Basura acumulada en la calle Montera de Madrid, cuando se cumple el undécimo día de huelga de limpieza en la capital. EFE Basura acumulada en la calle Montera de Madrid, cuando se cumple el undécimo día de huelga de limpieza en la capital. EFE



La dirección de la empresa pública Tragsa ha comunicado que asumirá la limpieza de las calles de Madrid a partir de mañana sábado si no hay acuerdo entre empresas adjudicatarias y trabajadores a las cinco de esta tarde, que es la hora a la que concluye el ultimátum de 48 horas dado por la alcaldesa Ana Botella. Para que Tragsa, dependiente del Ministerio de Agricultura, pueda intervenir tienen que cumplirse una serie de requisitos, o bien que el Ayuntamiento decrete el estado de emergencia sanitaria o que denuncie ante la Fiscalía el incumplimiento de los servicios mínimos pactados para la huelga, que son de un 40% del servicio habitual.

Botella no quiere decretar la alerta sanitaria
La alcaldesa de Madrid, Ana Botella, dejó claro que no piensa decretar el estado de alerta sanitaria a pesar de que se cumplen 11 días de huelga y la situación de la mayoría de las calles madrileñas es catastrófico. Hay que recordar que Tragsa intervino en las huelgas de limpieza de Granada y Jerez porque sus respectivos ayuntamientos decretaron la alerta sanitaria, pero la alcaldesa no quiere hacerlo porque sería un golpe demoledor para la imagen de la capital de España en todo el mundo. Ni el PP ni Botella quieren el titular de 'alerta sanitaria en Madrid'. Por ello la opción que baraja el equipo de gobierno es denunciar ante la fiscalía el incumplimiento de los servicios mínimos, dado que además el comité de empresa de Tragsa ha dejado claro que los trabajadores de la empresa pública no se dejarán utilizar como "revienta huelgas".

Los sindicatos dispuestos a denunciar la vulneración del derecho de huelga
El equipo de gobierno del Ayuntamiento de Madrid deberá hilar muy fino en su argumentación para que Tragsa limpie las calles de la ciudad, porque los representantes sindicales de las contratas de la limpieza ya han anunciado que denunciarán cualquier intento de conculcar el derecho a la huelga que recoge la Constitución.

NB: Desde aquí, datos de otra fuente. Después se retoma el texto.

//! Database-backed full-text indexing and ranked retrieval for submissions.
//!
//! The write path flattens a submission's multi-locale metadata into one row
//! per submission; the read path builds ranked, filtered, paginated queries
//! against that row set in the dialect of the active storage engine.

pub mod dao;
pub mod dialect;
pub mod error;
pub mod extractor;
pub mod indexer;
pub mod normalizer;
pub mod query;
pub mod schema;

pub use dao::{Dao, RecordFields, DEFAULT_LEGACY_SEARCH_TABLES};
pub use dialect::{detect_dialect, NaturalLanguageDialect, RankingDialect, TsVectorDialect};
pub use error::SearchError;
pub use extractor::{
    extract_text, DefaultParserFactory, FileParserFactory, PlainTextParser, SearchFileParser,
};
pub use indexer::{Indexer, IndexingEvent, RebuildStats};
pub use normalizer::normalize;
pub use query::{
    plan_search, RetrievedResults, SearchField, SearchRequest, SearchService, SortDirection,
    SEARCH_UNAVAILABLE_MESSAGE,
};
pub use schema::{activate, ensure_schema, has_table, TABLE_NAME};
//! `taskpool init [--force]`

use anyhow::{bail, Result};
use clap::Args;

use taskpool_core::TaskPoolConfig;

use super::ConfigLocation;

/// Create an empty config file with the default group order.
#[derive(Args, Debug)]
pub struct InitArgs {
    /// Overwrite an existing config file.
    #[arg(long)]
    pub force: bool,
}

impl InitArgs {
    pub fn run(self, location: &ConfigLocation) -> Result<()> {
        if location.path().exists() && !self.force {
            bail!(
                "{} already exists; pass --force to overwrite it",
                location.display()
            );
        }

        let config = TaskPoolConfig::default();
        location.save(&config)?;

        println!("✓ Created {}", location.display());
        println!("  Group order: {}", config.group_order());
        Ok(())
    }
}
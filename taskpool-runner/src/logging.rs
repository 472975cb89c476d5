//! Tracing subscriber setup shared by every binary.

use std::str::FromStr;

use tracing_subscriber::{fmt, EnvFilter};

#[derive(Debug, Clone, Copy, PartialEq, Eq, Default)]
pub enum LogFormat {
    #[default]
    Text,
    Json,
}

impl FromStr for LogFormat {
    type Err = String;

    fn from_str(s: &str) -> Result<Self, Self::Err> {
        match s.to_ascii_lowercase().as_str() {
            "text" | "plain" => Ok(Self::Text),
            "json" => Ok(Self::Json),
            other => Err(format!("unknown log format '{other}'; expected: text, json")),
        }
    }
}

/// Install a stderr subscriber. `RUST_LOG` overrides `default_filter`.
///
/// Safe to call more than once; later calls are ignored.
pub fn init_tracing(default_filter: &str, format: LogFormat) {
    let filter =
        EnvFilter::try_from_default_env().unwrap_or_else(|_| EnvFilter::new(default_filter));
    let builder = fmt()
        .with_env_filter(filter)
        .with_target(false)
        .with_writer(std::io::stderr);
    let _ = match format {
        LogFormat::Text => builder.try_init(),
        LogFormat::Json => builder.json().try_init(),
    };
}

#[cfg(test)]
mod tests {
    use super::*;

    #[test]
    fn parses_formats() {
        assert_eq!("JSON".parse::<LogFormat>().unwrap(), LogFormat::Json);
        assert_eq!("text".parse::<LogFormat>().unwrap(), LogFormat::Text);
        assert!("xml".parse::<LogFormat>().is_err());
    }

    #[test]
    fn repeated_init_is_harmless() {
        init_tracing("warn", LogFormat::Text);
        init_tracing("debug", LogFormat::Json);
    }
}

Para los sindicatos recurrir a Tragsa no es una presión del ayuntamiento, porque "no puede haber más presión que el despido de 1.134 trabajadores y una rebaja salarial del 40%". Los sindicatos ya han anunciado que están dispuestos a recurrir a los tribunales si se boicotea su legítimo derecho a la huelga.

18 detenidos que en su mayoría no son barrenderos, según la policía
Tras casi dos semanas de huelga, las empresas adjudicatarias del servicio de limpieza y mantenimiento de jardines (OHL, Sacyr y FCC) han cuantificado los daños sufridos hasta la fecha en 454.469 euros, que sumados a los 496.000 cifrados por el Ayuntamiento de Madrid, elevan la factura de la huelga a un millón de euros que, según Ana Botella, tendrán que asumir las empresas.

La alcaldesa ha insistido en denunciar los actos vandálicos que se han producido estos días. La Policía ha identificado a 249 posibles autores y hasta el momento se han detenido a 18 personas, pero según la policía en su mayoría no son ni barrenderos ni jardineros, con lo que se desbarata el argumento del PP de culpar a los trabajadores de los actos vandálicos.

A esto se suma la ceremonia de la confusión entre empresas y ayuntamiento sobre si se informó o no del ERE que pensaban aplicar. Inicialmente las empresas confirmaron que habían comunicado al Ayuntamiento que, ante la rebaja del contrato, tendrían que despedir a trabajadores, pero Ana Botella lo negó en rueda de prensa. Las empresas salieron después a apuntalar las declaraciones de Botella, pero no han aclarado el número de trabajadores que van a mantener en sus plantillas.